This one’s for anyone who’s tried to be understood and found themselves knocking on the wrong damn door.
I’ve been reading Let Them by Mel Robbins, and I realized I didn’t practice what I’ve been learning. I dropped the ball in rather glorious fashion, which led to a messy, spiraling conversation with Dustin.
When I shared my feelings calmly, taking great care to own my own feelings and not cast blame, he felt blamed anyway—and got triggered. And I couldn’t sit with that. I couldn’t tolerate being misunderstood, so I kept explaining, kept defending, kept trying to make him see my intent.
I should have let him.
Let him misinterpret me and my intent.
Let him think it was unnecessary to bring those feelings up.
Let him feel blamed.
Let him feel whatever he felt—because that’s his, and that is out of my control.
Instead of trying to fix his perception and force clarity, I could have and should have walked away. With grace. With compassion.
I expected him to have the emotional capacity I needed.

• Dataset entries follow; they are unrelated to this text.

mod common;

use color_eyre::Result;
use common::*;
use pretty_assertions::assert_eq;
use serial_adapter::transport::TransportError;

#[tokio::test]
async fn newest_listener_is_called_first() -> Result<()> {
    let (adapter, mut controller) = start_adapter();
    connect(&adapter, &mut controller, 115_200).await?;

    let (tx, mut called) = calls();
    for name in ["L1", "L2"] {
        let tx = tx.clone();
        adapter.on_receive().add_listener(move |_| {
            let _ = tx.send(name);
        });
    }

    assert!(controller.inject_data(&b"hello"[..]));

    assert_eq!(called.next().await?, "L2");
    assert_eq!(called.next().await?, "L1");
    called.none().await?;

    Ok(())
}

#[tokio::test]
async fn listeners_added_before_connecting_receive() -> Result<()> {
    let (adapter, mut controller) = start_adapter();

    let (tx, mut received) = calls();
    adapter.on_receive().add_listener(move |received| {
        let _ = tx.send((received.connection_id, received.data.clone()));
    });

    let info = connect(&adapter, &mut controller, 115_200).await?;
    assert!(controller.inject_data(&b"abc"[..]));

    let (connection_id, data) = received.next().await?;
    assert_eq!(connection_id, info.connection_id);
    assert_eq!(&data[..], b"abc");

    Ok(())
}

#[tokio::test]
async fn empty_reads_are_not_dispatched() -> Result<()> {
    let (adapter, mut controller) = start_adapter();
    connect(&adapter, &mut controller, 115_200).await?;

    let (tx, mut lengths) = calls();
    adapter.on_receive().add_listener(move |received| {
        let _ = tx.send(received.data.len());
    });

    assert!(controller.inject_data(Vec::new()));
    assert!(controller.inject_data(vec![1, 2]));

    // The empty read was skipped.
    assert_eq!(lengths.next().await?, 2);
    lengths.none().await?;

    Ok(())
}

#[tokio::test]
async fn read_errors_are_dispatched() -> Result<()> {
    let (adapter, mut controller) = start_adapter();
    connect(&adapter, &mut controller, 115_200).await?;

    let (data_tx, mut data) = calls();
    adapter.on_receive().add_listener(move |_| {
        let _ = data_tx.send(());
    });

    let (error_tx, mut errors) = calls();
    for name in ["first", "second"] {
        let error_tx = error_tx.clone();
        adapter.on_receive_error().add_listener(move |received| {
            let _ = error_tx.send((name, received.error.to_string()));
        });
    }

    assert!(controller.inject_error(TransportError::rejected("framing")));

    let (name, error) = errors.next().await?;
    assert_eq!(name, "second");
    assert!(error.contains("framing"), "{error}");
    assert_eq!(errors.next().await?.0, "first");

    data.none().await?;

    Ok(())
}

#[tokio::test]
async fn removed_listener_is_not_called() -> Result<()> {
    let (adapter, mut controller) = start_adapter();
    connect(&adapter, &mut controller, 115_200).await?;

    let (tx, mut called) = calls();

    let removed = {
        let tx = tx.clone();
        adapter.on_receive().add_listener(move |_| {
            let _ = tx.send("removed");
        })
    };
    adapter.on_receive().add_listener(move |_| {
        let _ = tx.send("kept");
    });

    assert!(adapter.on_receive().remove_listener(removed));

    assert!(controller.inject_data(&b"x"[..]));
    assert_eq!(called.next().await?, "kept");
    called.none().await?;

    Ok(())
}

#[tokio::test]
async fn disconnect_removes_every_listener() -> Result<()> {
    let (adapter, mut controller) = start_adapter();
    connect(&adapter, &mut controller, 115_200).await?;

    adapter.on_receive().add_listener(|_| {});
    adapter.on_receive().add_listener(|_| {});
    adapter.on_receive_error().add_listener(|_| {});

    assert!(disconnect(&adapter, &mut controller).await?);

    assert!(adapter.on_receive().is_empty());
    assert!(adapter.on_receive_error().is_empty());

    Ok(())
}

#[tokio::test]
async fn nothing_is_dispatched_after_disconnect() -> Result<()> {
    let (adapter, mut controller) = start_adapter();
    connect(&adapter, &mut controller, 115_200).await?;

    let (cb, mut disconnected) = callback::<bool>();
    adapter.disconnect(cb);
    let close = next_operation(&mut controller).await?.into_close();

    // Listeners registered while the close is in flight.
    let (tx, mut called) = calls();
    adapter.on_receive().add_listener(move |_| {
        let _ = tx.send(());
    });

    // The inbox was detached before closing.
    controller.inject_data(&b"late"[..]);
    called.none().await?;

    close.succeed();
    assert!(disconnected.called().await?);

    Ok(())
}

#[tokio::test]
async fn refused_inbox_still_connects() -> Result<()> {
    let (adapter, mut controller) = start_adapter();
    controller.refuse_inbox(true);

    let (tx, mut called) = calls();
    adapter.on_receive().add_listener(move |_| {
        let _ = tx.send(());
    });

    let info = connect(&adapter, &mut controller, 115_200).await?;
    assert_eq!(info.bitrate, 115_200);
    assert_eq!(controller.inbox_registrations(), 0);

    assert!(!controller.inject_data(&b"x"[..]));
    called.none().await?;

    Ok(())
}

#[tokio::test]
async fn received_bytes_are_counted() -> Result<()> {
    let (adapter, mut controller) = start_adapter();
    connect(&adapter, &mut controller, 115_200).await?;

    let (tx, mut received) = calls();
    adapter.on_receive().add_listener(move |_| {
        let _ = tx.send(());
    });

    assert!(controller.inject_data(vec![0; 10]));
    assert!(controller.inject_data(vec![0; 5]));
    received.next().await?;
    received.next().await?;

    assert_eq!(stats(&adapter).await?.bytes_received, 15);

    Ok(())
}
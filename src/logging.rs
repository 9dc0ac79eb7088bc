use std::{path::PathBuf, sync::Once};

use tracing::Level;
use tracing::{debug, info, metadata::LevelFilter};
use tracing_appender::rolling::{RollingFileAppender, Rotation};
use tracing_subscriber::{prelude::*, EnvFilter};

fn do_init(stdout_level: Level, file_level: Option<(Level, PathBuf)>) -> bool {
    let mut message = String::from("Logging with: stdout");

    // RUST_LOG wins over the given level, if set.
    let stdout_filter = EnvFilter::try_from_default_env()
        .unwrap_or_else(|_| EnvFilter::default().add_directive(LevelFilter::from(stdout_level).into()));

    let stdout_layer = tracing_subscriber::fmt::layer().with_filter(stdout_filter);

    let registry = tracing_subscriber::registry().with(stdout_layer);

    let maybe_file_layer = if let Some((level, output_dir)) = file_level {
        message += &format!(", file (in dir {output_dir:?})");

        let file_appender = RollingFileAppender::new(Rotation::DAILY, output_dir, "serial-adapter.log");

        let file_layer = tracing_subscriber::fmt::layer()
            .with_writer(file_appender)
            .with_ansi(false)
            .with_filter(LevelFilter::from(level));
        Some(file_layer)
    } else {
        None
    };

    if let Err(e) = registry.with(maybe_file_layer).try_init() {
        eprintln!("Could not install the tracing subscriber: {e}");
        return false;
    }

    debug!(message);
    true
}

/// Install the global tracing subscriber.
///
/// Only the first call has an effect, later ones return false.
/// Tests may therefore call this freely.
pub fn init(stdout_level: Level, file_logging: Option<(Level, PathBuf)>) -> bool {
    static INIT: Once = Once::new();

    let mut installed = false;
    INIT.call_once(|| installed = do_init(stdout_level, file_logging));

    if installed {
        info!("Logging initialized");
    }

    installed
}
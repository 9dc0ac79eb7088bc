#![allow(dead_code)]

use std::time::Duration;

use color_eyre::{eyre::eyre, Result};
use serial_adapter::{
    adapter::state::ConnectionStats,
    transport::{
        mock::{MockController, MockTransport, Operation},
        OpenOptions,
    },
    Config, ConnectOptions, ConnectionInfo, Error, SerialAdapter,
};
use tokio::{sync::mpsc, time::timeout};

/// How long to wait for something which should happen.
pub const PATIENCE: Duration = Duration::from_secs(5);

/// How long to wait before concluding something did not happen.
pub const QUIET: Duration = Duration::from_millis(100);

pub type ConnectResult = Result<ConnectionInfo, Error>;

pub fn start_adapter() -> (SerialAdapter, MockController) {
    start_adapter_with_config(Config::default())
}

pub fn start_adapter_with_config(config: Config) -> (SerialAdapter, MockController) {
    let (transport, controller) = MockTransport::new();
    let adapter = SerialAdapter::new(transport, config).expect("Config should be valid");

    (adapter, controller)
}

/// A callback which forwards whatever it is called with.
/// The receiver yields nothing if the callback is dropped without being called.
pub fn callback<T: Send + 'static>() -> (impl FnOnce(T) + Send + 'static, Callback<T>) {
    let (tx, rx) = mpsc::unbounded_channel();

    (
        move |value| {
            let _ = tx.send(value);
        },
        Callback(rx),
    )
}

/// The receiving end of [`callback`].
pub struct Callback<T>(mpsc::UnboundedReceiver<T>);

impl<T> Callback<T> {
    /// Wait for the callback to be called.
    pub async fn called(&mut self) -> Result<T> {
        timeout(PATIENCE, self.0.recv())
            .await?
            .ok_or_else(|| eyre!("Callback dropped without being called"))
    }

    /// Check the callback is not called any time soon.
    pub async fn not_called(&mut self) -> Result<()> {
        match timeout(QUIET, self.0.recv()).await {
            Ok(Some(_)) => Err(eyre!("Callback was called")),
            // Dropped, or still waiting: either way not called.
            Ok(None) | Err(_) => Ok(()),
        }
    }
}

/// Forwards every call of a repeatedly called closure.
pub struct Calls<T>(mpsc::UnboundedReceiver<T>);

pub fn calls<T: Send + 'static>() -> (mpsc::UnboundedSender<T>, Calls<T>) {
    let (tx, rx) = mpsc::unbounded_channel();
    (tx, Calls(rx))
}

impl<T> Calls<T> {
    pub async fn next(&mut self) -> Result<T> {
        timeout(PATIENCE, self.0.recv())
            .await?
            .ok_or_else(|| eyre!("All senders dropped"))
    }

    pub async fn none(&mut self) -> Result<()> {
        match timeout(QUIET, self.0.recv()).await {
            Ok(Some(_)) => Err(eyre!("Unexpected call")),
            Ok(None) | Err(_) => Ok(()),
        }
    }
}

pub async fn next_operation(controller: &mut MockController) -> Result<Operation> {
    timeout(PATIENCE, controller.next_operation())
        .await?
        .ok_or_else(|| eyre!("Transport dropped"))
}

/// Check no transport operation shows up any time soon.
pub async fn no_operation(controller: &mut MockController) -> Result<()> {
    match timeout(QUIET, controller.next_operation()).await {
        Ok(Some(operation)) => Err(eyre!("Unexpected operation: {operation}")),
        Ok(None) | Err(_) => Ok(()),
    }
}

/// Connect and let the open succeed.
pub async fn connect(
    adapter: &SerialAdapter,
    controller: &mut MockController,
    bitrate: u32,
) -> Result<ConnectionInfo> {
    let (cb, mut connected) = callback::<ConnectResult>();
    adapter.connect("/dev/ttyMock", ConnectOptions::with_bitrate(bitrate), cb);

    let (options, responder) = next_operation(controller).await?.into_open();
    assert_eq!(
        options,
        OpenOptions {
            baud_rate: bitrate,
            sleep_on_pause: false
        }
    );
    responder.succeed();

    Ok(connected.called().await??)
}

/// Disconnect and let the close succeed.
pub async fn disconnect(adapter: &SerialAdapter, controller: &mut MockController) -> Result<bool> {
    let (cb, mut disconnected) = callback::<bool>();
    adapter.disconnect(cb);

    next_operation(controller).await?.into_close().succeed();

    disconnected.called().await
}

pub async fn stats(adapter: &SerialAdapter) -> Result<ConnectionStats> {
    let (cb, mut stats) = callback::<ConnectionStats>();
    adapter.stats(cb);

    stats.called().await
}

But maybe, in that moment, he simply couldn’t. I have deep sympathy for his reaction and lack of emotional bandwidth. I’m a teacher, after all. My daily life is basically a revolving door of emotional crises and fielding emotional monologues from teenagers who cry, cuss, and then ask me for a pencil and a laptop charger all in the same breath. My classroom is basically group therapy with colored pencils and chronic Wi-Fi issues. They aren’t the only ones that need a hug and a nap! My emotional tank runs dry long before my to-do list does.
You see, he wasn’t wrong—and neither was I. It wasn’t a conversation to be won or lost. I just failed to recognize that I was trying to draw emotional connection from a closed door.
It’s not my job to pry it open. But it is my job to recognize when I’m standing in front of one—and to walk away before I lose myself trying to be understood.